Decision threshold modulation in the human brain.

Perceptual decisions are made when sensory evidence accumulated over time reaches a decision threshold. Because decisions are also guided by prior information, one important factor that is likely to shape how a decision is adaptively tuned to its context is the predictability of forthcoming events. However, little is known about the mechanisms underlying this contextual regulation of the perceptual decision-making process. Mathematical models of decision making predict two possible mechanisms supporting this regulation: an adjustment of the distance to the decision threshold, which leads to a change in the amount of accumulated evidence required to make a decision, or a gain control of the sensory evidence, leading to a change in the slope of the sensory evidence accumulation. Here, we show that predictability of the forthcoming event reduces the distance to the threshold of the decision.

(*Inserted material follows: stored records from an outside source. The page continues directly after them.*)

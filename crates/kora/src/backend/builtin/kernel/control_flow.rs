use std::sync::{Arc, Weak};

use crate::error::{ExecError, ExecResult};
use crate::exec::{Executor, ExecutorMap, Function};
use crate::ir::{IfSpec, WhileSpec};
use crate::tensor::Tensor;

fn feed_inputs(executor: &mut dyn Executor, values: &[Vec<u8>]) -> ExecResult<()> {
    for (io_index, value) in values.iter().enumerate() {
        executor.set_input(io_index, value)?;
    }
    Ok(())
}

fn collect_outputs(executor: &dyn Executor, count: usize) -> ExecResult<Vec<Vec<u8>>> {
    (0..count).map(|io_index| executor.get_output(io_index)).collect()
}

fn snapshot(tensors: &[Arc<dyn Tensor>]) -> ExecResult<Vec<Vec<u8>>> {
    tensors.iter().map(|tensor| tensor.buffer().to_vec()).collect()
}

fn write_back(tensors: &[Arc<dyn Tensor>], values: &[Vec<u8>]) -> ExecResult<()> {
    if tensors.len() != values.len() {
        return Err(ExecError::invalid_io(format!(
            "subgraph produced {} outputs, expected {}",
            values.len(),
            tensors.len()
        )));
    }
    for (tensor, value) in tensors.iter().zip(values) {
        tensor.buffer().ensure_allocated(value.len());
        tensor.buffer().copy_from_slice(value)?;
    }
    Ok(())
}

/// Reads the condition, then runs the chosen subgraph's executor with the
/// remaining inputs; the subgraph's outputs are copied back through its IO
/// tensors into this operation's outputs.
pub struct IfKernel {
    spec: IfSpec,
    cond: Arc<dyn Tensor>,
    inputs: Vec<Arc<dyn Tensor>>,
    outputs: Vec<Arc<dyn Tensor>>,
    executor_map: Weak<ExecutorMap>,
}

impl IfKernel {
    pub fn new(
        spec: IfSpec,
        cond: Arc<dyn Tensor>,
        inputs: Vec<Arc<dyn Tensor>>,
        outputs: Vec<Arc<dyn Tensor>>,
        executor_map: Weak<ExecutorMap>,
    ) -> Self {
        Self {
            spec,
            cond,
            inputs,
            outputs,
            executor_map,
        }
    }
}

impl Function for IfKernel {
    fn run(&mut self) -> ExecResult<()> {
        let executor_map = self
            .executor_map
            .upgrade()
            .ok_or_else(|| ExecError::state("executor map is gone"))?;
        let cond = crate::tensor::read_scalar_bool(self.cond.as_ref())?;
        let subgraph = if cond {
            self.spec.then_subgraph
        } else {
            self.spec.else_subgraph
        };
        let arguments = snapshot(&self.inputs)?;
        let results = executor_map.with_executor(subgraph, |executor| {
            feed_inputs(executor, &arguments)?;
            executor.run()?;
            collect_outputs(executor, self.outputs.len())
        })?;
        write_back(&self.outputs, &results)
    }
}

/// Runs the cond subgraph on the carried values; while it yields true, runs
/// the body subgraph and carries its outputs into the next iteration. The
/// final carried values become this operation's outputs.
pub struct WhileKernel {
    spec: WhileSpec,
    inputs: Vec<Arc<dyn Tensor>>,
    outputs: Vec<Arc<dyn Tensor>>,
    executor_map: Weak<ExecutorMap>,
}

impl WhileKernel {
    pub fn new(
        spec: WhileSpec,
        inputs: Vec<Arc<dyn Tensor>>,
        outputs: Vec<Arc<dyn Tensor>>,
        executor_map: Weak<ExecutorMap>,
    ) -> Self {
        Self {
            spec,
            inputs,
            outputs,
            executor_map,
        }
    }
}

impl Function for WhileKernel {
    fn run(&mut self) -> ExecResult<()> {
        let executor_map = self
            .executor_map
            .upgrade()
            .ok_or_else(|| ExecError::state("executor map is gone"))?;
        let mut carried = snapshot(&self.inputs)?;
        loop {
            let cond = executor_map.with_executor(self.spec.cond_subgraph, |executor| {
                feed_inputs(executor, &carried)?;
                executor.run()?;
                executor.get_output(0)
            })?;
            let proceed = cond.first().map(|byte| *byte != 0).unwrap_or(false);
            if !proceed {
                break;
            }
            carried = executor_map.with_executor(self.spec.body_subgraph, |executor| {
                feed_inputs(executor, &carried)?;
                executor.run()?;
                collect_outputs(executor, carried.len())
            })?;
        }
        write_back(&self.outputs, &carried)
    }
}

Then, combining model-driven fMRI and the framework of information theory, we show that the anterior cingulate cortex (ACC) adjusts the distance to the decision threshold in proportion to the current amount of predictive information and that the dorsolateral cortex (DLPFC) codes the accumulation of sensory evidence. Moreover, the information flow from the ACC to the DLPFC region that accumulates sensory evidence increases when optimal adjustment of the distance to the threshold requires more complex computations, reflecting the increased weight of ACC's regulation signals in the decision process. Our results characterize the respective contributions of the ACC and the DLPFC to contextually optimized decision making.